When blueberries backfire

6 Jan

I have been taking the patient approach in getting Hannah to eat her dinner; putting it in front of her and if she wants it, she eats, if she says “done” and tries to get down, I put her down.  Without dinner.  She does get milk before bed time though.  I don’t want to force her to eat because, well, let’s face it, you can’t actually force someone to eat something unless you shove a tube down their throat and then throw the food in, I don’t want her to develop a bad relationship to food, or use food to gain control (or think she is in control), and I don’t want her to dread meal time.  I read a book that said toddlers will never starve themselves, usually they are eating a lot more than we realise as they are constant grazers, and they don’t need as much food as they did before because they grow a lot less.  Fair enough.

The other day, Hannah wanted me to put together the wooden train set she got for Christmas.  “Train!” she told me.  I, on the other hand, was trying to get her to put her pants on.

“Put your pants on, and then I’ll make the train for you.”  I told her.

“NO!”  “Train!”

“No train until you put your pants on.”  I calmly told her.

“No!”

This went around a few times and then something amazing happened:  She came over to me, sat in my lap and stuck her foot in the air so I could put a pant leg on it.  Just like that, she let me put her pants on.  Then I put the train track together.  Everyone was happy.

And I got an idea….

I made Hannah hokkien noodles with vegetables, egg, and a little bit of honey soy sauce for dinner (which is delicious by the way, thanks Romana for the idea).  I put it in front of her.

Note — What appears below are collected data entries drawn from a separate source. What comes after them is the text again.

use chrono::{DateTime, Duration as ChronoDuration, Utc};
use jsonwebtoken::{Algorithm, EncodingKey, Header};
use reqwest::StatusCode;
use reqwest::header::{COOKIE, SET_COOKIE};
use serde_json::{Value, json};

use sprintspace_api::app::{AppServices, Clock, build_app};
use sprintspace_api::config::AppConfig;
use sprintspace_auth::TokenClaims;
use sprintspace_infra::InMemoryCatalogStore;

const JWT_SECRET: &str = "test-secret";
const OWNER: &str = "owner@example.com";
const OTHER: &str = "other@example.com";

struct TestServer {
    base_url: String,
    client: reqwest::Client,
    handle: tokio::task::JoinHandle<()>,
}

impl TestServer {
    async fn spawn(overrides: &[(&str, &str)]) -> Self {
        Self::spawn_with_clock(overrides, Clock::System).await
    }

    async fn spawn_with_clock(overrides: &[(&str, &str)], clock: Clock) -> Self {
        let mut vars: HashMap<String, String> = HashMap::from([
            ("JWT_SECRET".to_string(), JWT_SECRET.to_string()),
            ("AUTH_TRANSPORT".to_string(), "header".to_string()),
        ]);
        for (key, value) in overrides {
            vars.insert(key.to_string(), value.to_string());
        }
        let config = AppConfig::from_lookup(|key| vars.get(key).cloned()).expect("invalid test config");

        // Same router as prod, over the in-memory store, on an ephemeral port.
        let services = AppServices::new(config, Arc::new(InMemoryCatalogStore::new())).with_clock(clock);
        let app = build_app(Arc::new(services));
        let listener = tokio::net::TcpListener::bind("127.0.0.1:0")
            .await
            .expect("failed to bind ephemeral port");
        let addr = listener.local_addr().unwrap();
        let base_url = format!("http://{}", addr);

        let handle = tokio::spawn(async move {
            axum::serve(listener, app).await.unwrap();
        });

        Self {
            base_url,
            client: reqwest::Client::new(),
            handle,
        }
    }

    fn url(&self, path: &str) -> String {
        format!("{}{}", self.base_url, path)
    }

    async fn create_event(&self, token: &str, body: Value) -> String {
        let res = self
            .client
            .post(self.url("/events"))
            .bearer_auth(token)
            .json(&body)
            .send()
            .await
            .unwrap();
        assert_eq!(res.status(), StatusCode::CREATED);
        let created: Value = res.json().await.unwrap();
        assert_eq!(created["acknowledged"], true);
        created["insertedId"].as_str().unwrap().to_string()
    }

    async fn register(&self, token: &str, body: Value) -> reqwest::Response {
        self.client
            .post(self.url("/registrations"))
            .bearer_auth(token)
            .json(&body)
            .send()
            .await
            .unwrap()
    }

    async fn get_json(&self, path: &str, token: Option<&str>) -> (StatusCode, Value) {
        let mut req = self.client.get(self.url(path));
        if let Some(token) = token {
            req = req.bearer_auth(token);
        }
        let res = req.send().await.unwrap();
        let status = res.status();
        (status, res.json().await.unwrap_or(Value::Null))
    }

    async fn registration_count(&self, event_id: &str) -> u64 {
        let (status, event) = self.get_json(&format!("/events/details/{event_id}"), None).await;
        assert_eq!(status, StatusCode::OK);
        assert_eq!(event["totalRegistrations"], event["totalRegistrationCount"]);
        event["totalRegistrationCount"].as_u64().unwrap()
    }
}

impl Drop for TestServer {
    fn drop(&mut self) {
        self.handle.abort();
    }
}

fn mint_jwt_at(email: &str, issued_at: DateTime<Utc>, ttl: ChronoDuration) -> String {
    let claims = TokenClaims::new(email, issued_at, issued_at + ttl);

    jsonwebtoken::encode(
        &Header::new(Algorithm::HS256),
        &claims,
        &EncodingKey::from_secret(JWT_SECRET.as_bytes()),
    )
    .expect("failed to encode jwt")
}

fn mint_jwt(email: &str) -> String {
    mint_jwt_at(email, Utc::now(), ChronoDuration::minutes(10))
}

fn event_body(title: &str, date: &str) -> Value {
    json!({ "title": title, "marathonStartDate": date, "location": "Riverside" })
}

#[tokio::test]
async fn liveness_routes_are_public() {
    let srv = TestServer::spawn(&[]).await;

    let res = srv.client.get(srv.url("/")).send().await.unwrap();
    assert_eq!(res.status(), StatusCode::OK);
    assert!(!res.text().await.unwrap().is_empty());

    let res = srv.client.get(srv.url("/health")).send().await.unwrap();
    assert_eq!(res.status(), StatusCode::OK);
}

#[tokio::test]
async fn auth_required_for_protected_endpoints() {
    let srv = TestServer::spawn(&[]).await;

    let res = srv
        .client
        .post(srv.url("/events"))
        .json(&event_body("Sprint", "2030-01-01"))
        .send()
        .await
        .unwrap();
    assert_eq!(res.status(), StatusCode::UNAUTHORIZED);
    let body: Value = res.json().await.unwrap();
    assert_eq!(body["error"], "unauthenticated");

    let res = srv
        .client
        .get(srv.url("/registrations"))
        .bearer_auth("not-a-jwt")
        .send()
        .await
        .unwrap();
    assert_eq!(res.status(), StatusCode::UNAUTHORIZED);
    let body: Value = res.json().await.unwrap();
    assert_eq!(body["error"], "invalid_token");

    let expired = mint_jwt_at(OWNER, Utc::now() - ChronoDuration::hours(3), ChronoDuration::hours(1));
    let res = srv
        .client
        .get(srv.url("/registrations"))
        .bearer_auth(expired)
        .send()
        .await
        .unwrap();
    assert_eq!(res.status(), StatusCode::UNAUTHORIZED);

    // Nothing was written by the rejected create.
    let (_, listing) = srv.get_json("/events", None).await;
    assert_eq!(listing["totalEvents"], 0);
}

#[tokio::test]
async fn malformed_identifiers_are_rejected_with_400() {
    let srv = TestServer::spawn(&[]).await;
    let token = mint_jwt(OWNER);

    for path in ["/marathons/123", "/events/details/not-an-id", "/marathons/zzzzzzzzzzzzzzzzzzzzzzzz"] {
        let (status, body) = srv.get_json(path, None).await;
        assert_eq!(status, StatusCode::BAD_REQUEST, "{path}");
        assert_eq!(body["error"], "invalid_id");
    }

    for path in ["/registrations/123", "/marathons/abc/registrations"] {
        let (status, _) = srv.get_json(path, Some(token.as_str())).await;
        assert_eq!(status, StatusCode::BAD_REQUEST, "{path}");
    }

    let res = srv
        .client
        .put(srv.url("/events/65a1f0c2b3d4e5f6071829"))
        .bearer_auth(&token)
        .json(&json!({ "title": "x" }))
        .send()
        .await
        .unwrap();
    assert_eq!(res.status(), StatusCode::BAD_REQUEST);

    let res = srv
        .client
        .delete(srv.url("/registrations/nope"))
        .bearer_auth(&token)
        .send()
        .await
        .unwrap();
    assert_eq!(res.status(), StatusCode::BAD_REQUEST);

    let res = srv.register(&token, json!({ "eventId": "bad" })).await;
    assert_eq!(res.status(), StatusCode::BAD_REQUEST);
}

#[tokio::test]
async fn event_lifecycle_enforces_record_ownership() {
    let srv = TestServer::spawn(&[]).await;
    let owner = mint_jwt(OWNER);
    let other = mint_jwt(OTHER);

    // Client-supplied owner and counter are ignored.
    let id = srv
        .create_event(
            &owner,
            json!({
                "title": "City Marathon",
                "marathonStartDate": "2030-04-01",
                "userEmail": OTHER,
                "totalRegistrationCount": 99,
            }),
        )
        .await;

    let (status, event) = srv.get_json(&format!("/marathons/{id}"), None).await;
    assert_eq!(status, StatusCode::OK);
    assert_eq!(event["_id"], id);
    assert_eq!(event["userEmail"], OWNER);
    assert_eq!(event["totalRegistrationCount"], 0);
    assert_eq!(event["marathonStartDate"], "2030-04-01");

    // Non-owner cannot update or delete, even when naming the owner in the query.
    let res = srv
        .client
        .put(srv.url(&format!("/events/{id}?email={OWNER}")))
        .bearer_auth(&other)
        .json(&json!({ "title": "Hijacked" }))
        .send()
        .await
        .unwrap();
    assert_eq!(res.status(), StatusCode::FORBIDDEN);

    let res = srv
        .client
        .delete(srv.url(&format!("/marathons/{id}")))
        .bearer_auth(&other)
        .send()
        .await
        .unwrap();
    assert_eq!(res.status(), StatusCode::FORBIDDEN);

    let res = srv
        .client
        .put(srv.url(&format!("/marathons/{id}")))
        .bearer_auth(&owner)
        .json(&json!({ "title": "City Marathon 2030", "_id": "65a1f0c2b3d4e5f60718293a" }))
        .send()
        .await
        .unwrap();
    assert_eq!(res.status(), StatusCode::OK);
    let ack: Value = res.json().await.unwrap();
    assert_eq!(ack["matchedCount"], 1);
    assert_eq!(ack["modifiedCount"], 1);

    let (_, event) = srv.get_json(&format!("/events/details/{id}"), None).await;
    assert_eq!(event["_id"], id);
    assert_eq!(event["title"], "City Marathon 2030");

    let res = srv
        .client
        .delete(srv.url(&format!("/events/{id}")))
        .bearer_auth(&owner)
        .send()
        .await
        .unwrap();
    assert_eq!(res.status(), StatusCode::OK);
    let ack: Value = res.json().await.unwrap();
    assert_eq!(ack["deletedCount"], 1);

    let (status, body) = srv.get_json(&format!("/marathons/{id}"), None).await;
    assert_eq!(status, StatusCode::NOT_FOUND);
    assert_eq!(body["error"], "not_found");
}

#[tokio::test]
async fn create_requires_title_and_start_date() {
    let srv = TestServer::spawn(&[]).await;
    let token = mint_jwt(OWNER);

    let res = srv
        .client
        .post(srv.url("/events"))
        .bearer_auth(&token)
        .json(&json!({ "title": "No date" }))
        .send()
        .await
        .unwrap();
    assert_eq!(res.status(), StatusCode::BAD_REQUEST);
    let body: Value = res.json().await.unwrap();
    assert_eq!(body["error"], "validation_error");

    let res = srv
        .client
        .post(srv.url("/events"))
        .bearer_auth(&token)
        .header(reqwest::header::CONTENT_TYPE, "application/json")
        .body("{not json")
        .send()
        .await
        .unwrap();
    assert_eq!(res.status(), StatusCode::BAD_REQUEST);
}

“Done!”  She exclaimed while trying to get out of her high chair, without so much as smelling the delicious dinner I slaved over the stove to make for her.

“Do you want a blueberry?”  I asked her.

“Blueberry!”

“Ok, I’ll give you a blueberry if you eat one bite of dinner.”

“NO!”

“Do you want a blueberry?”  I asked her again.

Photo courtesy of bewellbuzz.com

“Please.” She said with her cute little face.

“First eat one bite of food, then you can have a blueberry.”

She opened her mouth, and ate a bite of dinner.  I gave her a blueberry.  I gave her another bite of food, then a blueberry.  Soon, she had eaten her entire dinner.  I was ecstatic.  I’m pretty sure she was too, blueberries are her favourite.  That was the first time in her entire life that she has actually eaten egg.  She doesn’t like egg.  She doesn’t like chicken.  Or beef, or fish.  She pretty much doesn’t like any sort of protein unless it’s hidden in pancakes in the form of wheat germ.

We did the same thing the next night, and she ate all of her dinner.  I’m really onto something.

Or so I thought.

I tried to give her something other than the noodles the night after that.  I made her some Vietnamese rice paper rolls with a tiny bit of  teriyaki chicken, grated carrot, grated cucumber, some sort of little noodle that looks like glass, and avocado.  She took a bite, then promptly spit it out while making a face that conveyed grossness.  She wouldn’t eat it anymore.  I wouldn’t give her a blueberry.  She got really upset.  I made her some more noodles like she had eaten the previous 2 nights.  Nope, didn’t want that either.  Wouldn’t eat anything (except for blueberries, which I wasn’t going to give her if she didn’t first take a bite of dinner).  Stalemate.  She got down with no dinner.

Sigh.  Now I’ll have to think of another way to get her to eat her food.  Any ideas?  Or maybe she will go back to bribery as long as it’s something she doesn’t hate.  At least she drinks V8 juice (watered down of course).